Task prompt: Starting with the first line below, reproduce each line exactly until you have included the one bearing "let mut line = String::new();".

(Stored data entries)
=-=-=

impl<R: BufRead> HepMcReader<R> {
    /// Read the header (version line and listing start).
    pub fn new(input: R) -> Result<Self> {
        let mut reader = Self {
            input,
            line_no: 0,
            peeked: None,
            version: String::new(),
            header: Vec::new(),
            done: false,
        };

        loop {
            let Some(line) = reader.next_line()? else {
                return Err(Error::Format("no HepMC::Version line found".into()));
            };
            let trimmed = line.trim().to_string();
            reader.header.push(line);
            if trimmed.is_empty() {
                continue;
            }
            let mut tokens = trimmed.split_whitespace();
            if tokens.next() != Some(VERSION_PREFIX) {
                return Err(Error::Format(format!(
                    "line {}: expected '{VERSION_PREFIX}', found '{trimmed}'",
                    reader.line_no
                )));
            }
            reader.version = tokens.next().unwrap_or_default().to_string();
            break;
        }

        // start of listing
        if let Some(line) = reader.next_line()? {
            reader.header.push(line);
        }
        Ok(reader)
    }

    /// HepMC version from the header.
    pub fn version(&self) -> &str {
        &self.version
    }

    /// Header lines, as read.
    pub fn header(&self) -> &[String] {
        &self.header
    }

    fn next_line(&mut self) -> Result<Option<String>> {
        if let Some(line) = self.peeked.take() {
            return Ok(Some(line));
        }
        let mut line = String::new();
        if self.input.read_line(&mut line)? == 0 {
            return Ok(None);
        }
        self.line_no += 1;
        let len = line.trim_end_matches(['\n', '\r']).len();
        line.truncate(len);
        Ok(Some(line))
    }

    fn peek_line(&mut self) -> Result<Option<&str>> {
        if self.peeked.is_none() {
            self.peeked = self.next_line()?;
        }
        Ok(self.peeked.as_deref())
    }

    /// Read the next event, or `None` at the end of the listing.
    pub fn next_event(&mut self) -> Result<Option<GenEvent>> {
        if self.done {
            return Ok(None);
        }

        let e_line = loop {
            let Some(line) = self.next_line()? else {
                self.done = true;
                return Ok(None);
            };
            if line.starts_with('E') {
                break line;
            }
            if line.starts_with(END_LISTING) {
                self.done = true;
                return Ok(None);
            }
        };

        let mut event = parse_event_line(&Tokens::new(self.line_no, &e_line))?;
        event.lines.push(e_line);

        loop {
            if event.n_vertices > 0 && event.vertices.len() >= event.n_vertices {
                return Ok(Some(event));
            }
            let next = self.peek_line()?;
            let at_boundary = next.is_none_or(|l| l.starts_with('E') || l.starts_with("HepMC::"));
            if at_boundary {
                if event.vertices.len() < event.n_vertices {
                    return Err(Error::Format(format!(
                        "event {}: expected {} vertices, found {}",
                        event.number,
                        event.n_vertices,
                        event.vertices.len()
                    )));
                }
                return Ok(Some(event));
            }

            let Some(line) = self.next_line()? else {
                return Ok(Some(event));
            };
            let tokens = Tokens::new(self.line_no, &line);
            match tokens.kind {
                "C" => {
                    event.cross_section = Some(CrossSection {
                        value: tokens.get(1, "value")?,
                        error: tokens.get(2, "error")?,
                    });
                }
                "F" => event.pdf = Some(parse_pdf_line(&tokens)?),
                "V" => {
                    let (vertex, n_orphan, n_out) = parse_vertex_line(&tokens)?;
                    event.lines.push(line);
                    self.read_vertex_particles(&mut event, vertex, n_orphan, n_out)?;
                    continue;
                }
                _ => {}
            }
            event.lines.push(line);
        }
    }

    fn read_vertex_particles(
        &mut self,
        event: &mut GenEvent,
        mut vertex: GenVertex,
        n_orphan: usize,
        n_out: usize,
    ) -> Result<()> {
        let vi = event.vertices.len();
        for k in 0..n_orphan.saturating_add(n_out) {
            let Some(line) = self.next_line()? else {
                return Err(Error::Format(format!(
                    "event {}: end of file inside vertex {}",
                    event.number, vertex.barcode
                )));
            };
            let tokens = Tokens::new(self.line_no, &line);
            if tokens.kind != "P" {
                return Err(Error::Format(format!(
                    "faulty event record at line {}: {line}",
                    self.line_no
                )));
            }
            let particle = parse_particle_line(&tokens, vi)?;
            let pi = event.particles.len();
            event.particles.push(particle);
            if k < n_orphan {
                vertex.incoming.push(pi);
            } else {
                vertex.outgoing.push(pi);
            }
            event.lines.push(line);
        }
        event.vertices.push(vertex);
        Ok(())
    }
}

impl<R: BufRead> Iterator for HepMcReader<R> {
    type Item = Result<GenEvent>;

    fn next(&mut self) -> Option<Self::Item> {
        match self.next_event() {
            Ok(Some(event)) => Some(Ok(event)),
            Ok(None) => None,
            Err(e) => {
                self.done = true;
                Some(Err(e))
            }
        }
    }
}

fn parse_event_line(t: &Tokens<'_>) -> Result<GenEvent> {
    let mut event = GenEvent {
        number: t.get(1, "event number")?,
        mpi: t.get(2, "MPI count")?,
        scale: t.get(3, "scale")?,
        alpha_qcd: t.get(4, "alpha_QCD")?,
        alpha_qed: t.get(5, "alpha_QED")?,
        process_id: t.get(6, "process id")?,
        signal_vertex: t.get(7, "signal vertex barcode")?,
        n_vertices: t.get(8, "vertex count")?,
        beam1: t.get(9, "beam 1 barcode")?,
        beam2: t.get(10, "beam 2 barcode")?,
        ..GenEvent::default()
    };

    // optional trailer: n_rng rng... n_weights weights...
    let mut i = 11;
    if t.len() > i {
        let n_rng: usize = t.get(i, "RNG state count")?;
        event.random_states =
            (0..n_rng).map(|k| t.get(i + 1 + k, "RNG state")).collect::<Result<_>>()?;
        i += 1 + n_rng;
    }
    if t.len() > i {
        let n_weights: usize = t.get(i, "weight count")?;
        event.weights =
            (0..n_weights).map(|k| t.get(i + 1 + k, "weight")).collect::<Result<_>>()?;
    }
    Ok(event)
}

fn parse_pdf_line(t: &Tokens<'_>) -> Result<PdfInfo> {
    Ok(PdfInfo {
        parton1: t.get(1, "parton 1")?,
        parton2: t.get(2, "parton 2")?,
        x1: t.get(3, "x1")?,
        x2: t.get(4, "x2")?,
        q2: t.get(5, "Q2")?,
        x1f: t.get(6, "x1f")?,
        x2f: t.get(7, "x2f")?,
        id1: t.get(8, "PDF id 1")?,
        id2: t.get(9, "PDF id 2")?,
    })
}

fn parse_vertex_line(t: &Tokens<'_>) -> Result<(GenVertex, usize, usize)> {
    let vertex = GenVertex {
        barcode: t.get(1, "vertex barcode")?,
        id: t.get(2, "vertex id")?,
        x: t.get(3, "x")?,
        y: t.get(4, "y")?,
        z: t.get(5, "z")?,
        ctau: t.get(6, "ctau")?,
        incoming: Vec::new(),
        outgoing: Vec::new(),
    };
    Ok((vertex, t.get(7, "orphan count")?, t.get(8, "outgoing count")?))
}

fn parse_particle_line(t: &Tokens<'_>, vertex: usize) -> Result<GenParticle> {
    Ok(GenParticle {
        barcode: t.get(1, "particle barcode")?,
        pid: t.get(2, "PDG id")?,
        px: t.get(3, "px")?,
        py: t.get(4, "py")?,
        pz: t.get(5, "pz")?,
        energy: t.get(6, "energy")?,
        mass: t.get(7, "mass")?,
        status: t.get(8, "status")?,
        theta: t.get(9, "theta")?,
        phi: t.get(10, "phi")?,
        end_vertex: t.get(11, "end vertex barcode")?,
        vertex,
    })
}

=-=-=

Your solution:
impl<R: BufRead> HepMcReader<R> {
    /// Read the header (version line and listing start).
    pub fn new(input: R) -> Result<Self> {
        let mut reader = Self {
            input,
            line_no: 0,
            peeked: None,
            version: String::new(),
            header: Vec::new(),
            done: false,
        };

        loop {
            let Some(line) = reader.next_line()? else {
                return Err(Error::Format("no HepMC::Version line found".into()));
            };
            let trimmed = line.trim().to_string();
            reader.header.push(line);
            if trimmed.is_empty() {
                continue;
            }
            let mut tokens = trimmed.split_whitespace();
            if tokens.next() != Some(VERSION_PREFIX) {
                return Err(Error::Format(format!(
                    "line {}: expected '{VERSION_PREFIX}', found '{trimmed}'",
                    reader.line_no
                )));
            }
            reader.version = tokens.next().unwrap_or_default().to_string();
            break;
        }

        // start of listing
        if let Some(line) = reader.next_line()? {
            reader.header.push(line);
        }
        Ok(reader)
    }

    /// HepMC version from the header.
    pub fn version(&self) -> &str {
        &self.version
    }

    /// Header lines, as read.
    pub fn header(&self) -> &[String] {
        &self.header
    }

    fn next_line(&mut self) -> Result<Option<String>> {
        if let Some(line) = self.peeked.take() {
            return Ok(Some(line));
        }
        let mut line = String::new();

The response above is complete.